- OUI À L’ÉCOLE PUBLIQUE, LAÏQUE ET GRATUITE !
Le 16 octobre, Samuel Paty, professeur d’histoire géographie, a été décapité par un jeune homme se revendiquant de l’Islamisme intégriste et remettant en cause la réutilisation des caricatures de Charlie Hebdo lors d’un cours d’Éducation Morale et Civique (EMC). Plus de 5 ans après les attentats de Charlie Hebdo, c’est un représentant de celles et ceux en charge d’enseigner les savoirs, d’initier au débat argumenté, d’éveiller l’esprit critique et d’assurer la liberté de conscience, qui est assassiné.
De par leurs statuts, la CGT et ses organisations agissent pour que prévalent dans la société les idéaux de liberté, d’égalité, de justice, de laïcité,de fraternité et de solidarité et luttent pour la liberté d’opinion et d’expression. Aujourd’hui, comme en 2015, nous dénonçons et dénoncerons avec force tous les actes de haine et de racisme qui se manifestent et se développent. Il nous a semblé essentiel de rappeler ce que nous disions à l’époque… peu de choses ont changé.
L’ÉDUCATION EN PREMIÈRE LIGNE
Depuis le 16 octobre et ce nouvel appel à l’unité nationale, de nombreuses tentatives de récupérations politiques ont lieu, certain·es profitant de cette atrocité pour donner libre cours à leurs haines contre les musulman·es et les Africain·es, d’autres pour mettre en place de nouvelles lois liberticides ou remettre en cause la laïcité et la Loi de 1905. La FERC CGT conserve son indépendance syndicale, défend tous les salarié·es, quelles que soient leurs options philosophiques ou religieuses, étant entendu que le racisme n’est pas une opinion.
Déjà lors des attentats de 2015, la FERC rappelait que les personnels qui construisent et défendent au quotidien un accès de tous et toutes à l’éducation et à la culture et qui ont régulièrement alerté leur hiérarchie sur certaines remises en cause de la laïcité et la hausse des actes discriminatoires, se trouvent en première ligne sans se sentir réellement soutenus ou aidés par le ministère qui ne trouvent qu’à leur proposer des fiches de signalisation de radicalisation.

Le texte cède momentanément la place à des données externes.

//! Status reconciliation between the record store and live process state.
//!
//! The two-tier check (recorded PID liveness, then port discovery with
//! self-healing) is what lets the supervisor recover from manual kills,
//! machine restarts, and records left behind by crashed supervisor instances
//! without an explicit repair step.

use tracing::debug;

use crate::config::Settings;
use crate::locator::{self, PortOwner};
use crate::platform;
use crate::server::{sentinel_owner, ServerName};
use crate::store::RecordStore;

/// Normalized state reported for a server.
#[derive(Debug, Clone, Copy, PartialEq, Eq)]
pub enum ServerState {
    Running,
    Stopped,
    /// A probe or locator error prevented a definite answer.
    Unknown,
}

/// A derived, non-persisted view of one server.
#[derive(Debug, Clone, Copy)]
pub struct ServerStatus {
    pub name: ServerName,
    pub state: ServerState,
    pub pid: Option<u32>,
    /// The record is a sentinel for an externally opened terminal window.
    pub external: bool,
}

/// Computes the status of a single server.
///
/// Algorithm: recorded PID that passes a liveness probe wins; a dead or absent
/// record falls through to the port locator, and a discovered owner is written
/// back to the store so subsequent lookups are plain record reads.
pub fn probe(name: ServerName, port: u16, store: &RecordStore) -> ServerStatus {
    if let Some(pid) = store.load(name) {
        if sentinel_owner(pid).is_some() {
            return ServerStatus {
                name,
                state: ServerState::Running,
                pid: None,
                external: true,
            };
        }
        if platform::pid_alive(pid) {
            return ServerStatus {
                name,
                state: ServerState::Running,
                pid: Some(pid),
                external: false,
            };
        }
        debug!(server = %name, pid, "recorded PID is dead, falling back to port discovery");
    }

    let (state, pid) = match locator::find_owner_of_port(port) {
        PortOwner::Owner(pid) => {
            // Self-heal: the record was missing or stale.
            store.save(name, pid);
            (ServerState::Running, Some(pid))
        }
        PortOwner::Busy => (ServerState::Running, None),
        PortOwner::Free => (ServerState::Stopped, None),
        PortOwner::Unknown => (ServerState::Unknown, None),
    };
    ServerStatus {
        name,
        state,
        pid,
        external: false,
    }
}

/// Computes the status of every known server.
pub fn status_all(settings: &Settings, store: &RecordStore) -> Vec<ServerStatus> {
    ServerName::ALL
        .into_iter()
        .map(|name| probe(name, settings.port(name), store))
        .collect()
}

#[cfg(test)]
mod tests {
    use super::*;
    use std::net::{Ipv4Addr, TcpListener};
    use tempfile::TempDir;

    fn store() -> (TempDir, RecordStore) {
        let dir = TempDir::new().unwrap();
        let store = RecordStore::new(dir.path().to_path_buf());
        (dir, store)
    }

    fn free_port() -> u16 {
        // Bind to an ephemeral port and release it immediately.
        let listener = TcpListener::bind((Ipv4Addr::LOCALHOST, 0)).unwrap();
        let port = listener.local_addr().unwrap().port();
        drop(listener);
        port
    }

    #[test]
    fn live_recorded_pid_reports_running() {
        let (_dir, store) = store();
        store.save(ServerName::Backend, std::process::id());
        let status = probe(ServerName::Backend, free_port(), &store);
        assert_eq!(status.state, ServerState::Running);
        assert_eq!(status.pid, Some(std::process::id()));
        assert!(!status.external);
    }

    #[test]
    fn dead_record_and_free_port_reports_stopped() {
        let (_dir, store) = store();
        store.save(ServerName::Backend, 999_999_998);
        let status = probe(ServerName::Backend, free_port(), &store);
        assert_eq!(status.state, ServerState::Stopped);
        assert_eq!(status.pid, None);
    }

    #[test]
    fn sentinel_record_reports_external_window() {
        let (_dir, store) = store();
        store.save(ServerName::Frontend, ServerName::Frontend.sentinel_pid());
        let status = probe(ServerName::Frontend, free_port(), &store);
        assert_eq!(status.state, ServerState::Running);
        assert_eq!(status.pid, None);
        assert!(status.external);
    }

    #[test]
    fn missing_record_with_live_listener_self_heals() {
        let (_dir, store) = store();
        let listener = TcpListener::bind((Ipv4Addr::LOCALHOST, 0)).unwrap();
        let port = listener.local_addr().unwrap().port();

        let status = probe(ServerName::Backend, port, &store);
        assert_eq!(status.state, ServerState::Running);
        if let Some(pid) = status.pid {
            // A PID-yielding strategy found us; the record must be healed.
            assert_eq!(pid, std::process::id());
            assert_eq!(store.load(ServerName::Backend), Some(pid));
        }
    }

    #[test]
    fn no_record_no_listener_reports_stopped() {
        let (_dir, store) = store();
        let status = probe(ServerName::Dashboard, free_port(), &store);
        assert_eq!(status.state, ServerState::Stopped);
    }
}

Encore une fois, après l’assassinat de Samuel, de nombreux discours de ministres, de journalistes, d’hommes et femmes politiques, ont souligné le rôle primordial de l’école dans la lutte contre les dérives sectaires, le repli sur soi, le rejet de l’autre, oubliant pour quelques heures l’ensemble des critiques qu’ils et elles faisaient aux personnels de l’Éducation et les restrictions budgétaires assumées pour ne pas augmenter les salaires, le nombre de postes, les moyens pour l’école et l’émancipation, ce qui suppose des pédagogies émancipatrices.
Certes, ce rôle fait bien partie de nos revendications en tant que salarié·es de l’éducation, de la recherche et de la culture, parfois aussi comme usager·e, nous le revendiquons et l’assumons depuis longtemps, mais nous avons souvent l’impression d’être bien seul·es face à ces missions. Les réformes de Blanquer qui recentrent encore les apprentissages sur « savoir lire, écrire, compter » et restreignent la liberté pédagogique et le rôle de concepteur·trices des enseignant·es s’éloignent de la nécessité d’une éducation à la culture, à l’esprit critique, à l’appréhension et à la compréhension des différences.

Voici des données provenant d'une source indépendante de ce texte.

//! Server identities supervised by devrack.
//!
//! This module defines the closed set of server names, their well-known ports,
//! and the sentinel PID values reserved for servers running in externally
//! opened terminal windows.

use std::fmt;
use std::str::FromStr;

use anyhow::{bail, Error};

/// The fixed set of sibling servers the supervisor manages.
///
/// Extending this set requires a default port and a launch recipe; everything
/// else (records, discovery, termination) is generic over the name.
#[derive(Debug, Clone, Copy, PartialEq, Eq, Hash)]
pub enum ServerName {
    /// Application backend (HTTP API).
    Backend,
    /// Front-end dev server.
    Frontend,
    /// Optional metrics dashboard.
    Dashboard,
}

/// Sentinel PIDs recorded for servers running in an external terminal window.
///
/// These values are far above the default Linux pid_max (32768) but a
/// collision with a real PID is possible in principle on platforms with larger
/// PID spaces; sentinel records are therefore never signaled, only cleared.
const SENTINEL_BACKEND: u32 = 999_901;
const SENTINEL_FRONTEND: u32 = 999_902;
const SENTINEL_DASHBOARD: u32 = 999_903;

impl ServerName {
    /// All known server names, in display order.
    pub const ALL: [ServerName; 3] = [
        ServerName::Backend,
        ServerName::Frontend,
        ServerName::Dashboard,
    ];

    /// Stable lowercase label used for record file names and output prefixes.
    pub fn label(&self) -> &'static str {
        match self {
            ServerName::Backend => "backend",
            ServerName::Frontend => "frontend",
            ServerName::Dashboard => "dashboard",
        }
    }

    /// Well-known TCP port the server listens on by default.
    pub fn default_port(&self) -> u16 {
        match self {
            ServerName::Backend => 8080,
            ServerName::Frontend => 3000,
            ServerName::Dashboard => 8090,
        }
    }

    /// Sentinel PID meaning "running in an external terminal window".
    pub fn sentinel_pid(&self) -> u32 {
        match self {
            ServerName::Backend => SENTINEL_BACKEND,
            ServerName::Frontend => SENTINEL_FRONTEND,
            ServerName::Dashboard => SENTINEL_DASHBOARD,
        }
    }

    /// ANSI color code for this server's output prefix.
    pub fn color_code(&self) -> &'static str {
        match self {
            ServerName::Backend => "36",   // cyan
            ServerName::Frontend => "32",  // green
            ServerName::Dashboard => "35", // magenta
        }
    }
}

/// Returns the server whose sentinel PID this is, if any.
pub fn sentinel_owner(pid: u32) -> Option<ServerName> {
    ServerName::ALL.iter().copied().find(|name| name.sentinel_pid() == pid)
}

impl fmt::Display for ServerName {
    fn fmt(&self, f: &mut fmt::Formatter<'_>) -> fmt::Result {
        f.write_str(self.label())
    }
}

impl FromStr for ServerName {
    type Err = Error;

    fn from_str(value: &str) -> Result<Self, Self::Err> {
        match value {
            "backend" => Ok(ServerName::Backend),
            "frontend" => Ok(ServerName::Frontend),
            "dashboard" => Ok(ServerName::Dashboard),
            other => bail!("unknown server name: {}", other),
        }
    }
}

En effet, au-delà du discours, cette formation globale des jeunes de la maternelle à l’université, seule capable de donner à toutes et tous un égal accès à la compréhension d’un monde complexe, demande une volonté politique, des moyens, du temps et de la formation pour la mettre en place. Pourtant, ce ne sont pas ces choix qui sont faits aujourd’hui.
Au contraire, la réforme du Bac et ParcourSup, l’augmentation des frais d’inscription pour les étudiant·es étrangers vont augmenter les inégalités d’accès à l’enseignement et renforcer la hiérarchisation et la mise en concurrence des lieux de formation.

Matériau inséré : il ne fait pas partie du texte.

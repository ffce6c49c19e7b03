//! Scoring module - classic line scores and level progression
//!
//! - a pass clearing `n` rows scores `LINE_SCORES[min(n, 4)] * (level + 1)`,
//!   using the level held *before* the clear
//! - `level = lines / 10`
//! - gravity speed is `max(1, 30 - 2 * level)` ticks per row

use crate::types::{
    BASE_SPEED_TICKS, LINES_PER_LEVEL, LINE_SCORES, MIN_SPEED_TICKS, SPEED_STEP_PER_LEVEL,
};

/// Calculate line clear score
/// rows: number of rows cleared in one pass (clamped to 4)
/// level: current level (0-based)
pub fn calculate_line_score(rows: usize, level: u32) -> u32 {
    let base = LINE_SCORES[rows.min(LINE_SCORES.len() - 1)];
    base.saturating_mul(level.saturating_add(1))
}

/// Level for a total number of cleared rows
pub fn calculate_level(total_lines: u32) -> u32 {
    total_lines / LINES_PER_LEVEL
}

/// Ticks between gravity steps at `level`
pub fn speed_for_level(level: u32) -> u32 {
    BASE_SPEED_TICKS
        .saturating_sub(level.saturating_mul(SPEED_STEP_PER_LEVEL))
        .max(MIN_SPEED_TICKS)
}

/// Accumulated score, cleared rows and the derived level and speed.
#[derive(Debug, Clone, Copy, PartialEq, Eq)]
pub struct Progress {
    score: u32,
    lines: u32,
    level: u32,
    speed: u32,
}

impl Progress {
    pub fn new() -> Self {
        Self {
            score: 0,
            lines: 0,
            level: 0,
            speed: speed_for_level(0),
        }
    }

    /// Account for a clear pass of `rows` rows. Returns the points awarded.
    pub fn apply_clear(&mut self, rows: usize) -> u32 {
        if rows == 0 {
            return 0;
        }
        let points = calculate_line_score(rows, self.level);
        self.score = self.score.saturating_add(points);
        self.lines = self.lines.saturating_add(rows as u32);
        self.level = calculate_level(self.lines);
        self.speed = speed_for_level(self.level);
        points
    }

    pub fn score(&self) -> u32 {
        self.score
    }

    pub fn lines(&self) -> u32 {
        self.lines
    }

    pub fn level(&self) -> u32 {
        self.level
    }

    pub fn speed(&self) -> u32 {
        self.speed
    }
}

impl Default for Progress {
    fn default() -> Self {
        Self::new()
    }
}
//! Core types module - shared data structures and constants
//!
//! This module defines the fundamental types used throughout the workspace.
//! All types are plain data with no external dependencies, so they can be used
//! by the engine, the input mapping and the terminal view alike.
//!
//! # Board Dimensions
//!
//! - **Width**: 10 columns (indexed 0-9)
//! - **Height**: 20 rows (indexed 0-19, row 0 is the top)
//! - **Spawn rows**: rows 0-1; a new piece is written there at a column
//!   offset in `0..=6`
//!
//! # Tick Timing
//!
//! The engine has no clock. It advances one tick per `step()`; gravity moves the
//! falling piece once every `speed` ticks where
//!
//! ```text
//! speed = max(1, 30 - 2 * level)
//! level = cleared_rows / 10
//! ```
//!
//! The terminal runner calls `step()` every [`TICK_MS`] milliseconds.
//!
//! # Examples
//!
//! ```
//! use stackfall_types::{Command, Phase, BOARD_HEIGHT, BOARD_WIDTH};
//!
//! let cmd = Command::from_str("moveLeft").unwrap();
//! assert_eq!(cmd, Command::MoveLeft);
//! assert_eq!(cmd.as_str(), "moveLeft");
//!
//! assert_eq!(Phase::AwaitingSpawn.as_str(), "awaiting_spawn");
//! assert_eq!(BOARD_WIDTH, 10);
//! assert_eq!(BOARD_HEIGHT, 20);
//! ```

/// Board width in cells (10 columns)
pub const BOARD_WIDTH: u8 = 10;

/// Board height in cells (20 rows)
pub const BOARD_HEIGHT: u8 = 20;

/// Number of top rows a new piece is written into.
pub const SPAWN_ROWS: u8 = 2;

/// Largest column offset for a spawned 4-wide template.
pub const SPAWN_MAX_COL: u8 = BOARD_WIDTH - 4;

/// Number of canonical shapes in the catalog.
pub const SHAPE_COUNT: usize = 7;

/// Upper bound on the cells of a single piece.
pub const MAX_PIECE_CELLS: usize = 4;

/// Side of the square every piece footprint fits in.
pub const PIECE_SPAN: i8 = 4;

/// Wall-clock tick used by the terminal runner (16ms ≈ 60 ticks per second)
pub const TICK_MS: u32 = 16;

/// Ticks per gravity step at level 0.
pub const BASE_SPEED_TICKS: u32 = 30;

/// Ticks removed from the gravity interval per level.
pub const SPEED_STEP_PER_LEVEL: u32 = 2;

/// Fastest gravity: one row every tick.
pub const MIN_SPEED_TICKS: u32 = 1;

/// Cleared rows needed per level.
pub const LINES_PER_LEVEL: u32 = 10;

/// Delay before a held movement key starts repeating.
pub const DEFAULT_REPEAT_DELAY_MS: u32 = 150;

/// Interval between repeated moves while a key is held.
pub const DEFAULT_REPEAT_MS: u32 = 80;

/// Interval between repeated soft drops while the drop key is held.
pub const SOFT_DROP_REPEAT_MS: u32 = 50;

/// Line clear scoring table
///
/// Base points for clearing N rows in a single pass at level 0:
/// - 0 rows: 0 points
/// - 1 row: 40 points
/// - 2 rows: 80 points
/// - 3 rows: 300 points
/// - 4 rows: 1200 points
///
/// Points are multiplied by (level + 1).
pub const LINE_SCORES: [u32; 5] = [0, 40, 80, 300, 1200];

/// Identifier of a spawned piece. Unique for the lifetime of a game.
pub type PieceId = u32;

/// Cell value for an empty cell; never a valid piece identifier.
pub const EMPTY: PieceId = 0;

/// A board coordinate. Signed so that probes one step off the grid can be
/// expressed and rejected by bounds checks.
#[derive(Debug, Clone, Copy, PartialEq, Eq, Hash, PartialOrd, Ord)]
pub struct Pos {
    pub row: i8,
    pub col: i8,
}

impl Pos {
    pub const fn new(row: i8, col: i8) -> Self {
        Self { row, col }
    }

    /// Offset this position by `(dr, dc)`.
    pub const fn offset(self, dr: i8, dc: i8) -> Self {
        Self {
            row: self.row + dr,
            col: self.col + dc,
        }
    }

    pub fn in_bounds(self) -> bool {
        self.row >= 0
            && self.row < BOARD_HEIGHT as i8
            && self.col >= 0
            && self.col < BOARD_WIDTH as i8
    }
}

/// Player commands consumed by the engine at the start of a tick.
///
/// Commands are queued by the caller and drained in FIFO order. They only
/// affect the falling piece; anything else turns them into no-ops.
#[derive(Debug, Clone, Copy, PartialEq, Eq, Hash)]
pub enum Command {
    /// Move the falling piece one column left
    MoveLeft,
    /// Move the falling piece one column right
    MoveRight,
    /// Rotate the falling piece 90° clockwise
    Rotate,
    /// Advance the falling piece one row (locks it if it cannot advance)
    SoftDrop,
}

impl Command {
    /// Parse command from string (case-insensitive)
    ///
    /// # Examples
    ///
    /// ```
    /// use stackfall_types::Command;
    ///
    /// assert_eq!(Command::from_str("moveRight"), Some(Command::MoveRight));
    /// assert_eq!(Command::from_str("ROTATE"), Some(Command::Rotate));
    /// assert_eq!(Command::from_str("softdrop"), Some(Command::SoftDrop));
    /// assert_eq!(Command::from_str("hold"), None);
    /// ```
    pub fn from_str(s: &str) -> Option<Self> {
        match s.to_lowercase().as_str() {
            "moveleft" => Some(Command::MoveLeft),
            "moveright" => Some(Command::MoveRight),
            "rotate" => Some(Command::Rotate),
            "softdrop" => Some(Command::SoftDrop),
            _ => None,
        }
    }

    /// Convert to camelCase string
    pub fn as_str(&self) -> &'static str {
        match self {
            Command::MoveLeft => "moveLeft",
            Command::MoveRight => "moveRight",
            Command::Rotate => "rotate",
            Command::SoftDrop => "softDrop",
        }
    }
}

/// Horizontal direction of a move or a side collision probe.
#[derive(Debug, Clone, Copy, PartialEq, Eq, Hash)]
pub enum Direction {
    Left,
    Right,
}

impl Direction {
    /// Column delta for one step in this direction.
    pub const fn delta(self) -> i8 {
        match self {
            Direction::Left => -1,
            Direction::Right => 1,
        }
    }
}

/// States of the tick controller.
///
/// ```text
/// AwaitingSpawn --spawn--> Falling --lock, no clear--> AwaitingSpawn
///       |                     |
///       |                     +--lock, rows cleared--> Cascading --gaps closed--> AwaitingSpawn
///       +--top rows occupied--> GameOver (terminal)
/// ```
#[derive(Debug, Clone, Copy, PartialEq, Eq, Hash, Default)]
pub enum Phase {
    #[default]
    AwaitingSpawn,
    Falling,
    Cascading,
    GameOver,
}

impl Phase {
    pub fn as_str(&self) -> &'static str {
        match self {
            Phase::AwaitingSpawn => "awaiting_spawn",
            Phase::Falling => "falling",
            Phase::Cascading => "cascading",
            Phase::GameOver => "game_over",
        }
    }
}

L’Éducation Populaire, l’apprentissage citoyen au « vivre ensemble », trop longtemps abandonnés ou instrumentalisés, doivent rester un axe essentiel des politiques publiques en permettant aux associations de sortir des logiques de marchandisation dans lesquelles on veut les enfermer. Complément indispensable de l’Éducation Nationale, elles doivent continuer de rester le lieu privilégié des projets collectifs des jeunes et des familles.
C’est pourquoi la FERC continue de dénoncer une politique de la jeunesse qui oriente les budgets publics vers le Service national universel et des dispositifs comme les « vacances apprenantes » ou les « 2S2C » (Sport Santé Culture Civisme) au détriment d’une politique réfléchie et travaillée avec les associations d’éducation populaire. Une politique jeunesse nationale ne peut se réduire à des dispositifs médiatiques, dont le SNU porteur d’une idéologie inverse aux valeurs de l’éducation populaire et au projet émancipateur défendu par notre fédération.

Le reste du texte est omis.